# Description of the task:
Extract precisely the lines of the entries below, from the first line through the line containing "to show which".

# Dataset records:

-- Opening Marker --

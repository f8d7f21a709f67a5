use std::io::{self, Write};
use std::thread;
use std::time::Duration;

use thiserror::Error;

use crate::LedMatrix;
use crate::board::BoardConfig;
use crate::color::{Rgb, palette};
use crate::frame::{FrameBuffer, FrameWriter};

/// Background of the calibration sweep, just bright enough to show which
/// LEDs are alive.
const BACKGROUND: Rgb = Rgb::new(2, 2, 2);

/// Diagnostic patterns shown by the board binary.
#[derive(Debug, Clone, Copy, PartialEq, Eq)]
pub enum Pattern {
    /// A white dot walks every logical position in row-major order, with
    /// fixed corner markers: top-left red, top-right green, bottom-left blue.
    ///
    /// On a correctly configured panel the dot moves left to right, top to
    /// bottom. A dot that runs backwards on alternate rows means the wiring
    /// is wrong; a misplaced corner means a flip is wrong.
    Calibration,
    /// One static palette color per row.
    TestCard,
}

/// Row colors of the test card, cycled for panels taller than the list.
const TEST_CARD_ROWS: [Rgb; 8] = [
    palette::RED,
    palette::ORANGE,
    palette::YELLOW,
    palette::GREEN,
    palette::CYAN,
    palette::BLUE,
    palette::PURPLE,
    palette::MAGENTA,
];

impl Pattern {
    pub fn for_config(config: &BoardConfig) -> Self {
        if config.calibration {
            Pattern::Calibration
        } else {
            Pattern::TestCard
        }
    }

    /// Number of distinct frames before the pattern repeats.
    pub fn frame_count(&self, frame: &FrameBuffer) -> usize {
        match self {
            Pattern::Calibration => frame.mapper().len(),
            Pattern::TestCard => 1,
        }
    }

    /// Draw step `step` of the pattern into `frame`, wrapping past the end.
    pub fn render(&self, step: usize, frame: &mut FrameBuffer) {
        let geometry = frame.mapper().geometry();
        let (width, height) = (geometry.width(), geometry.height());

        match self {
            Pattern::Calibration => {
                frame.fill(BACKGROUND);
                frame.set(0, 0, palette::RED);
                frame.set(width - 1, 0, palette::GREEN);
                frame.set(0, height - 1, palette::BLUE);

                let step = step % self.frame_count(frame);
                frame.set(step % width, step / width, palette::WHITE);
            }
            Pattern::TestCard => {
                for y in 0..height {
                    let color = TEST_CARD_ROWS[y % TEST_CARD_ROWS.len()];
                    for x in 0..width {
                        frame.set(x, y, color);
                    }
                }
            }
        }
    }
}

/// Error from the frame loop: either the display or the console failed.
#[derive(Debug, Error)]
pub enum PlayError<E> {
    #[error("display update failed: {0}")]
    Display(E),

    #[error("failed to write frame to console: {0}")]
    Console(#[from] io::Error),
}

/// Drive `display` with `pattern`, mirroring every frame to `console`.
///
/// Frames are spaced by `interval`. Runs forever when `limit` is `None`,
/// otherwise stops after `limit` frames and returns how many were shown.
pub fn play<D, W>(
    pattern: Pattern,
    frame: &mut FrameBuffer,
    display: &mut D,
    console: &mut FrameWriter<W>,
    interval: Duration,
    limit: Option<usize>,
) -> Result<usize, PlayError<D::Error>>
where
    D: LedMatrix,
    W: Write,
{
    log::info!("playing {pattern:?} pattern every {interval:?}");

    let mut shown = 0;
    for step in (0..pattern.frame_count(frame)).cycle() {
        if limit.is_some_and(|limit| shown >= limit) {
            break;
        }
        pattern.render(step, frame);
        display.show(frame).map_err(PlayError::Display)?;
        console.write_frame(frame)?;
        shown += 1;

        if !interval.is_zero() {
            thread::sleep(interval);
        }
    }
    Ok(shown)
}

-- Closing Marker --

# Response for this exercise:
repository f8d7f21a709f67a5
use std::io::{self, Write};
use std::thread;
use std::time::Duration;

use thiserror::Error;

use crate::LedMatrix;
use crate::board::BoardConfig;
use crate::color::{Rgb, palette};
use crate::frame::{FrameBuffer, FrameWriter};

/// Background of the calibration sweep, just bright enough to show which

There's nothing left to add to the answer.